- [RECORDS SUPPLIED]
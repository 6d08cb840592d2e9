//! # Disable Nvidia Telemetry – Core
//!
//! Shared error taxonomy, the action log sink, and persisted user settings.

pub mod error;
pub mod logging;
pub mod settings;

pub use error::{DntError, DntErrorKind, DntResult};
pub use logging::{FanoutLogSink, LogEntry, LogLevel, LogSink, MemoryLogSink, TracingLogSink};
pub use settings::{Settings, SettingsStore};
==
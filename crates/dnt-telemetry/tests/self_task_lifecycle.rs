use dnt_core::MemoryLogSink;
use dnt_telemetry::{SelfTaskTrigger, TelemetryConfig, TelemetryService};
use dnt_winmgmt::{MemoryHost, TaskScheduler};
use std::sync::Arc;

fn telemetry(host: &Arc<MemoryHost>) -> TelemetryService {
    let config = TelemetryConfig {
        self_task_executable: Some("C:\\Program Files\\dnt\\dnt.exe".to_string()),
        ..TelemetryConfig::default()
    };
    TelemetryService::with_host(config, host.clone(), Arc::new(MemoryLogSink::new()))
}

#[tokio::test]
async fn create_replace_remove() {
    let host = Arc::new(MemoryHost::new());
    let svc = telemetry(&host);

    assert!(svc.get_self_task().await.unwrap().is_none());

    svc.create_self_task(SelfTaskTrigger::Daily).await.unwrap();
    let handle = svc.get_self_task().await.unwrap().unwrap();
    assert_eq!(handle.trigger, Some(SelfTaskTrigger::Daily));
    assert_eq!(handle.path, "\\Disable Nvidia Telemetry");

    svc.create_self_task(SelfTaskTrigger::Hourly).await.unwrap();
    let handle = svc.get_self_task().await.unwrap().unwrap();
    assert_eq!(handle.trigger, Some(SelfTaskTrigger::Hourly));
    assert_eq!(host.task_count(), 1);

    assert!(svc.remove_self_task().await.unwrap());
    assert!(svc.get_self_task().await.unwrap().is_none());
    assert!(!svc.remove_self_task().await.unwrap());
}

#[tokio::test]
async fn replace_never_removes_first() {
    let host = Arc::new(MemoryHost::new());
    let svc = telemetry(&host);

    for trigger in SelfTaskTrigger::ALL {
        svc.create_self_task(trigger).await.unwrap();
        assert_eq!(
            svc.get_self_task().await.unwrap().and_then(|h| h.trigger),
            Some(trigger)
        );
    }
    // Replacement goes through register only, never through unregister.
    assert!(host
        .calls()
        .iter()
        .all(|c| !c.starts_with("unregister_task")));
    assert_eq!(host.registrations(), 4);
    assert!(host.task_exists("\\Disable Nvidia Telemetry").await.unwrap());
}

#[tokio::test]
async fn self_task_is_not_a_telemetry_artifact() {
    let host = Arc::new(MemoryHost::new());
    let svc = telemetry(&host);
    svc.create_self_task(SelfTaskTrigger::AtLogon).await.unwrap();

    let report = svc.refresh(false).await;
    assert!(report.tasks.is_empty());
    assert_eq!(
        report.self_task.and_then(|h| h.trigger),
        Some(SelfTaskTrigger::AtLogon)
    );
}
==
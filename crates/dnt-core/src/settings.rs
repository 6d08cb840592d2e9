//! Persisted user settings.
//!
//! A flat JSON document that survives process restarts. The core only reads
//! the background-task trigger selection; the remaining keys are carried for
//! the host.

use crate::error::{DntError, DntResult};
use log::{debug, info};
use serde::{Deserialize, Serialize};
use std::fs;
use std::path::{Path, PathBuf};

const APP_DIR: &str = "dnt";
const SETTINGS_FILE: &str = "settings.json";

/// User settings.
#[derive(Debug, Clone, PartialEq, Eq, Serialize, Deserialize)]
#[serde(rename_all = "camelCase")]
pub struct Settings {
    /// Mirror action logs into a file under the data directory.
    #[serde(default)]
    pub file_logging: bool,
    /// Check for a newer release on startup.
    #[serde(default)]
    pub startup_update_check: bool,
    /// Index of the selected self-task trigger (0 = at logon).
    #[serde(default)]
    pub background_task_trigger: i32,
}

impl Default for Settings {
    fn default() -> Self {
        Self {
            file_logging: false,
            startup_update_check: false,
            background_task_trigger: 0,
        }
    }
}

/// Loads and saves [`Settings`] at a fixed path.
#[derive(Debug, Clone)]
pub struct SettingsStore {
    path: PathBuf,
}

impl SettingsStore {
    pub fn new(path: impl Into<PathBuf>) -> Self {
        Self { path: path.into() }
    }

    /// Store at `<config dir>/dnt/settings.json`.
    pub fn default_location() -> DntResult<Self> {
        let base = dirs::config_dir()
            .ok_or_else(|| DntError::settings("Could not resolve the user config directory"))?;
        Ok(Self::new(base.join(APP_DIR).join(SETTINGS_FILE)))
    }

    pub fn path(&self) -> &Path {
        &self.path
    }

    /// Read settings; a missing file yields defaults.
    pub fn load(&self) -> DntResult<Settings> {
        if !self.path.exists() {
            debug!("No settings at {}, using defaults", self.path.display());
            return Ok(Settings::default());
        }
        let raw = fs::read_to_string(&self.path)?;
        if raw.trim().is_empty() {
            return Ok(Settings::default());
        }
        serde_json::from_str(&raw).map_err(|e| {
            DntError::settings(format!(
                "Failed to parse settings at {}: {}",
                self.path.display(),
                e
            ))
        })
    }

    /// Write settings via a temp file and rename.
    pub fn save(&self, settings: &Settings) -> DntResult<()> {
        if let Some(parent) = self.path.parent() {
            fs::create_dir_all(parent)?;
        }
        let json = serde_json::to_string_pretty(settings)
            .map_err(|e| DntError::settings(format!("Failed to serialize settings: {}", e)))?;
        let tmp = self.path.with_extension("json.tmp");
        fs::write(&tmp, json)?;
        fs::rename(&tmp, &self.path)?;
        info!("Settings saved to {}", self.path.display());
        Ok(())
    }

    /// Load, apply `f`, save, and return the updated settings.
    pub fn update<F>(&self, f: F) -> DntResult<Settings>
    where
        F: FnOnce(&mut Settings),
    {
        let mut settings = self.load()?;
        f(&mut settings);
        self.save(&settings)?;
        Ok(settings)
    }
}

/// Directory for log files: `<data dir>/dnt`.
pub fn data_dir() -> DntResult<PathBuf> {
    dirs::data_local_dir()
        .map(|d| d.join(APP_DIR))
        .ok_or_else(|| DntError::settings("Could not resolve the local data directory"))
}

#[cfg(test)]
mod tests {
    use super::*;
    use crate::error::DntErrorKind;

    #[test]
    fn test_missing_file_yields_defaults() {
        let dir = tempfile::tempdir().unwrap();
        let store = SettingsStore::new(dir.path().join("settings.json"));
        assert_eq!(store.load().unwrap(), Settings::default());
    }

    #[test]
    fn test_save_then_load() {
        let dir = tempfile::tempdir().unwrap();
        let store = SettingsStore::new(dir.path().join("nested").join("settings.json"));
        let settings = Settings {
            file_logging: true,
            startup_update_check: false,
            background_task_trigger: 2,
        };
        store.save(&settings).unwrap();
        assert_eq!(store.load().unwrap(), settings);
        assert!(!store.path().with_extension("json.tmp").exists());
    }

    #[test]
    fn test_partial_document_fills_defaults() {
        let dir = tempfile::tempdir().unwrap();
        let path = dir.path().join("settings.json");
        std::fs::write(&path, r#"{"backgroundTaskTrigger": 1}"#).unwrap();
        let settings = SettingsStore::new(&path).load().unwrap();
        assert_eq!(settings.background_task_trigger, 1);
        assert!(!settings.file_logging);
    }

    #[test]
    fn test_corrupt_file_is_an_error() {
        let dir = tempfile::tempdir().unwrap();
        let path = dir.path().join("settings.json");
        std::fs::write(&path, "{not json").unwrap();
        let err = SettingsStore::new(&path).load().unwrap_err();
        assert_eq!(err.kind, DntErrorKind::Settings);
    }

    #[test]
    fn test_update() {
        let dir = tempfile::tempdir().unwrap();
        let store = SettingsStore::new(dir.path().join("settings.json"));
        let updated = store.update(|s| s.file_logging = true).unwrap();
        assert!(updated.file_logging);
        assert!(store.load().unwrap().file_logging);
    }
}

- [WHAT YOU ARE ASKED TO DO]
Look through the material for "DntErrorKind". Copy each line that has it.

- [OUTPUT]
pub use error::{DntError, DntErrorKind, DntResult};
    use crate::error::DntErrorKind;
        assert_eq!(err.kind, DntErrorKind::Settings);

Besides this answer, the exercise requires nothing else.